REQUIREMENT =
Each entry below is to be copied out exactly and in full.

SUPPLIED RECORDS below:

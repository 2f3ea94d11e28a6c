use async_trait::async_trait;
use chrono::{DateTime, NaiveDate, SecondsFormat, Utc};
use uuid::Uuid;

use super::{
    InvoiceRecord, NewInvoice, Owner, RecordStore, RiskSummary, StoreError, STATUS_COMPLETED,
};
use crate::db::invoice_repo::{self, InvoiceRow};
use crate::db::owner_repo::{self, OwnerRow};
use crate::db::stats_repo;
use crate::db::{Database, DatabaseError};
use crate::extraction::RiskLevel;

const DATE_FORMAT: &str = "%Y-%m-%d";

/// [`RecordStore`] over the SQLite [`Database`]. Each call runs on the
/// blocking thread pool.
#[derive(Clone)]
pub struct SqliteRecordStore {
    db: Database,
}

impl SqliteRecordStore {
    pub fn new(db: Database) -> Self {
        Self { db }
    }

    pub fn database(&self) -> &Database {
        &self.db
    }

    async fn blocking<F, T>(&self, f: F) -> Result<T, StoreError>
    where
        F: FnOnce(&Database) -> Result<T, DatabaseError> + Send + 'static,
        T: Send + 'static,
    {
        let db = self.db.clone();
        tokio::task::spawn_blocking(move || f(&db))
            .await
            .map_err(|e| StoreError::Join(e.to_string()))?
            .map_err(StoreError::from)
    }
}

fn owner_row(owner: &Owner, now: &str) -> OwnerRow {
    OwnerRow {
        id: owner.id.clone(),
        email: owner.email.clone(),
        name: owner.name.clone(),
        business_name: owner.business_name.clone(),
        created_at: now.to_string(),
    }
}

fn timestamp(now: DateTime<Utc>) -> String {
    now.to_rfc3339_opts(SecondsFormat::Micros, true)
}

fn invoice_row(id: String, owner_id: &str, invoice: NewInvoice, created_at: String) -> InvoiceRow {
    let e = invoice.extraction;
    InvoiceRow {
        id,
        owner_id: owner_id.to_string(),
        vendor_name: e.vendor_name,
        amount: e.total_amount,
        currency: invoice.currency,
        invoice_date: e.invoice_date.format(DATE_FORMAT).to_string(),
        due_date: e.due_date.format(DATE_FORMAT).to_string(),
        summary: e.summary,
        is_gst_missing: e.is_gst_missing,
        is_regulatory_item: e.is_regulatory_item,
        requires_license: invoice.requires_license,
        risk_level: e.risk_level.as_str().to_string(),
        legal_impact: e.legal_impact,
        payment_advice: e.payment_advice,
        status: STATUS_COMPLETED.to_string(),
        source_file: invoice.source_file,
        created_at,
    }
}

impl TryFrom<InvoiceRow> for InvoiceRecord {
    type Error = DatabaseError;

    fn try_from(row: InvoiceRow) -> Result<Self, Self::Error> {
        let invoice_date = parse_stored_date("invoice_date", &row.invoice_date)?;
        let due_date = parse_stored_date("due_date", &row.due_date)?;
        let risk_level: RiskLevel =
            row.risk_level
                .parse()
                .map_err(|_| DatabaseError::CorruptValue {
                    column: "risk_level",
                    value: row.risk_level.clone(),
                })?;
        let created_at = DateTime::parse_from_rfc3339(&row.created_at)
            .map_err(|_| DatabaseError::CorruptValue {
                column: "created_at",
                value: row.created_at.clone(),
            })?
            .with_timezone(&Utc);

        Ok(Self {
            id: row.id,
            owner_id: row.owner_id,
            vendor_name: row.vendor_name,
            amount: row.amount,
            currency: row.currency,
            invoice_date,
            due_date,
            summary: row.summary,
            is_gst_missing: row.is_gst_missing,
            is_regulatory_item: row.is_regulatory_item,
            requires_license: row.requires_license,
            risk_level,
            legal_impact: row.legal_impact,
            payment_advice: row.payment_advice,
            status: row.status,
            source_file: row.source_file,
            created_at,
        })
    }
}

fn parse_stored_date(column: &'static str, value: &str) -> Result<NaiveDate, DatabaseError> {
    NaiveDate::parse_from_str(value, DATE_FORMAT).map_err(|_| DatabaseError::CorruptValue {
        column,
        value: value.to_string(),
    })
}

fn into_records(rows: Vec<InvoiceRow>) -> Result<Vec<InvoiceRecord>, DatabaseError> {
    rows.into_iter().map(InvoiceRecord::try_from).collect()
}

#[async_trait]
impl RecordStore for SqliteRecordStore {
    async fn ensure_owner(&self, owner: &Owner) -> Result<bool, StoreError> {
        let row = owner_row(owner, &timestamp(Utc::now()));
        self.blocking(move |db| owner_repo::ensure(db, &row)).await
    }

    async fn create(&self, owner: &Owner, invoice: NewInvoice) -> Result<InvoiceRecord, StoreError> {
        let now = timestamp(Utc::now());
        let owner = owner_row(owner, &now);
        let row = invoice_row(Uuid::new_v4().to_string(), &owner.id, invoice, now);

        self.blocking(move |db| {
            let created_owner = invoice_repo::insert_with_owner(db, &owner, &row)?;
            if created_owner {
                log::info!("Created owner {}", owner.id);
            }
            log::debug!("Inserted invoice {} for owner {}", row.id, owner.id);
            InvoiceRecord::try_from(row)
        })
        .await
    }

    async fn get(&self, owner_id: &str, id: &str) -> Result<Option<InvoiceRecord>, StoreError> {
        let (owner_id, id) = (owner_id.to_string(), id.to_string());
        self.blocking(move |db| {
            invoice_repo::find_by_id(db, &owner_id, &id)?
                .map(InvoiceRecord::try_from)
                .transpose()
        })
        .await
    }

    async fn list_by_owner(
        &self,
        owner_id: &str,
        limit: Option<u64>,
    ) -> Result<Vec<InvoiceRecord>, StoreError> {
        let owner_id = owner_id.to_string();
        self.blocking(move |db| into_records(invoice_repo::list_by_owner(db, &owner_id, limit)?))
            .await
    }

    async fn list_by_vendor(
        &self,
        owner_id: &str,
        vendor_name: &str,
    ) -> Result<Vec<InvoiceRecord>, StoreError> {
        let (owner_id, vendor_name) = (owner_id.to_string(), vendor_name.to_string());
        self.blocking(move |db| {
            into_records(invoice_repo::list_by_vendor(db, &owner_id, &vendor_name)?)
        })
        .await
    }

    async fn risk_summary(&self, owner_id: &str) -> Result<RiskSummary, StoreError> {
        let owner_id = owner_id.to_string();
        self.blocking(move |db| {
            let mut summary = RiskSummary::default();
            for stat in stats_repo::risk_breakdown(db, &owner_id)? {
                let level: RiskLevel =
                    stat.risk_level
                        .parse()
                        .map_err(|_| DatabaseError::CorruptValue {
                            column: "risk_level",
                            value: stat.risk_level.clone(),
                        })?;
                let bucket = summary.bucket_mut(level);
                bucket.count = stat.count;
                bucket.total_amount = stat.total_amount;
            }
            Ok(summary)
        })
        .await
    }

    async fn delete(&self, owner_id: &str, id: &str) -> Result<bool, StoreError> {
        let (owner_id, id) = (owner_id.to_string(), id.to_string());
        self.blocking(move |db| {
            let deleted = invoice_repo::delete_by_id(db, &owner_id, &id)?;
            if deleted {
                log::info!("Deleted invoice {}", id);
            }
            Ok(deleted)
        })
        .await
    }

    async fn delete_all(&self, owner_id: &str) -> Result<u64, StoreError> {
        let owner_id = owner_id.to_string();
        self.blocking(move |db| {
            let deleted = invoice_repo::delete_all_by_owner(db, &owner_id)?;
            log::info!("Deleted {} invoices for owner {}", deleted, owner_id);
            Ok(deleted)
        })
        .await
    }
}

End of SUPPLIED RECORDS.

RESPONSE FOR THIS EXERCISE =
repository 2f3ea94d11e28a6c
use async_trait::async_trait;
use chrono::{DateTime, NaiveDate, SecondsFormat, Utc};
use uuid::Uuid;

use super::{
    InvoiceRecord, NewInvoice, Owner, RecordStore, RiskSummary, StoreError, STATUS_COMPLETED,
};
use crate::db::invoice_repo::{self, InvoiceRow};
use crate::db::owner_repo::{self, OwnerRow};
use crate::db::stats_repo;
use crate::db::{Database, DatabaseError};
use crate::extraction::RiskLevel;

const DATE_FORMAT: &str = "%Y-%m-%d";

/// [`RecordStore`] over the SQLite [`Database`]. Each call runs on the
/// blocking thread pool.
#[derive(Clone)]
pub struct SqliteRecordStore {
    db: Database,
}

impl SqliteRecordStore {
    pub fn new(db: Database) -> Self {
        Self { db }
    }

    pub fn database(&self) -> &Database {
        &self.db
    }

    async fn blocking<F, T>(&self, f: F) -> Result<T, StoreError>
    where
        F: FnOnce(&Database) -> Result<T, DatabaseError> + Send + 'static,
        T: Send + 'static,
    {
        let db = self.db.clone();
        tokio::task::spawn_blocking(move || f(&db))
            .await
            .map_err(|e| StoreError::Join(e.to_string()))?
            .map_err(StoreError::from)
    }
}

fn owner_row(owner: &Owner, now: &str) -> OwnerRow {
    OwnerRow {
        id: owner.id.clone(),
        email: owner.email.clone(),
        name: owner.name.clone(),
        business_name: owner.business_name.clone(),
        created_at: now.to_string(),
    }
}

fn timestamp(now: DateTime<Utc>) -> String {
    now.to_rfc3339_opts(SecondsFormat::Micros, true)
}

fn invoice_row(id: String, owner_id: &str, invoice: NewInvoice, created_at: String) -> InvoiceRow {
    let e = invoice.extraction;
    InvoiceRow {
        id,
        owner_id: owner_id.to_string(),
        vendor_name: e.vendor_name,
        amount: e.total_amount,
        currency: invoice.currency,
        invoice_date: e.invoice_date.format(DATE_FORMAT).to_string(),
        due_date: e.due_date.format(DATE_FORMAT).to_string(),
        summary: e.summary,
        is_gst_missing: e.is_gst_missing,
        is_regulatory_item: e.is_regulatory_item,
        requires_license: invoice.requires_license,
        risk_level: e.risk_level.as_str().to_string(),
        legal_impact: e.legal_impact,
        payment_advice: e.payment_advice,
        status: STATUS_COMPLETED.to_string(),
        source_file: invoice.source_file,
        created_at,
    }
}

impl TryFrom<InvoiceRow> for InvoiceRecord {
    type Error = DatabaseError;

    fn try_from(row: InvoiceRow) -> Result<Self, Self::Error> {
        let invoice_date = parse_stored_date("invoice_date", &row.invoice_date)?;
        let due_date = parse_stored_date("due_date", &row.due_date)?;
        let risk_level: RiskLevel =
            row.risk_level
                .parse()
                .map_err(|_| DatabaseError::CorruptValue {
                    column: "risk_level",
                    value: row.risk_level.clone(),
                })?;
        let created_at = DateTime::parse_from_rfc3339(&row.created_at)
            .map_err(|_| DatabaseError::CorruptValue {
                column: "created_at",
                value: row.created_at.clone(),
            })?
            .with_timezone(&Utc);

        Ok(Self {
            id: row.id,
            owner_id: row.owner_id,
            vendor_name: row.vendor_name,
            amount: row.amount,
            currency: row.currency,
            invoice_date,
            due_date,
            summary: row.summary,
            is_gst_missing: row.is_gst_missing,
            is_regulatory_item: row.is_regulatory_item,
            requires_license: row.requires_license,
            risk_level,
            legal_impact: row.legal_impact,
            payment_advice: row.payment_advice,
            status: row.status,
            source_file: row.source_file,
            created_at,
        })
    }
}

fn parse_stored_date(column: &'static str, value: &str) -> Result<NaiveDate, DatabaseError> {
    NaiveDate::parse_from_str(value, DATE_FORMAT).map_err(|_| DatabaseError::CorruptValue {
        column,
        value: value.to_string(),
    })
}

fn into_records(rows: Vec<InvoiceRow>) -> Result<Vec<InvoiceRecord>, DatabaseError> {
    rows.into_iter().map(InvoiceRecord::try_from).collect()
}

#[async_trait]
impl RecordStore for SqliteRecordStore {
    async fn ensure_owner(&self, owner: &Owner) -> Result<bool, StoreError> {
        let row = owner_row(owner, &timestamp(Utc::now()));
        self.blocking(move |db| owner_repo::ensure(db, &row)).await
    }

    async fn create(&self, owner: &Owner, invoice: NewInvoice) -> Result<InvoiceRecord, StoreError> {
        let now = timestamp(Utc::now());
        let owner = owner_row(owner, &now);
        let row = invoice_row(Uuid::new_v4().to_string(), &owner.id, invoice, now);

        self.blocking(move |db| {
            let created_owner = invoice_repo::insert_with_owner(db, &owner, &row)?;
            if created_owner {
                log::info!("Created owner {}", owner.id);
            }
            log::debug!("Inserted invoice {} for owner {}", row.id, owner.id);
            InvoiceRecord::try_from(row)
        })
        .await
    }

    async fn get(&self, owner_id: &str, id: &str) -> Result<Option<InvoiceRecord>, StoreError> {
        let (owner_id, id) = (owner_id.to_string(), id.to_string());
        self.blocking(move |db| {
            invoice_repo::find_by_id(db, &owner_id, &id)?
                .map(InvoiceRecord::try_from)
                .transpose()
        })
        .await
    }

    async fn list_by_owner(
        &self,
        owner_id: &str,
        limit: Option<u64>,
    ) -> Result<Vec<InvoiceRecord>, StoreError> {
        let owner_id = owner_id.to_string();
        self.blocking(move |db| into_records(invoice_repo::list_by_owner(db, &owner_id, limit)?))
            .await
    }

    async fn list_by_vendor(
        &self,
        owner_id: &str,
        vendor_name: &str,
    ) -> Result<Vec<InvoiceRecord>, StoreError> {
        let (owner_id, vendor_name) = (owner_id.to_string(), vendor_name.to_string());
        self.blocking(move |db| {
            into_records(invoice_repo::list_by_vendor(db, &owner_id, &vendor_name)?)
        })
        .await
    }

    async fn risk_summary(&self, owner_id: &str) -> Result<RiskSummary, StoreError> {
        let owner_id = owner_id.to_string();
        self.blocking(move |db| {
            let mut summary = RiskSummary::default();
            for stat in stats_repo::risk_breakdown(db, &owner_id)? {
                let level: RiskLevel =
                    stat.risk_level
                        .parse()
                        .map_err(|_| DatabaseError::CorruptValue {
                            column: "risk_level",
                            value: stat.risk_level.clone(),
                        })?;
                let bucket = summary.bucket_mut(level);
                bucket.count = stat.count;
                bucket.total_amount = stat.total_amount;
            }
            Ok(summary)
        })
        .await
    }

    async fn delete(&self, owner_id: &str, id: &str) -> Result<bool, StoreError> {
        let (owner_id, id) = (owner_id.to_string(), id.to_string());
        self.blocking(move |db| {
            let deleted = invoice_repo::delete_by_id(db, &owner_id, &id)?;
            if deleted {
                log::info!("Deleted invoice {}", id);
            }
            Ok(deleted)
        })
        .await
    }

    async fn delete_all(&self, owner_id: &str) -> Result<u64, StoreError> {
        let owner_id = owner_id.to_string();
        self.blocking(move |db| {
            let deleted = invoice_repo::delete_all_by_owner(db, &owner_id)?;
            log::info!("Deleted {} invoices for owner {}", deleted, owner_id);
            Ok(deleted)
        })
        .await
    }
}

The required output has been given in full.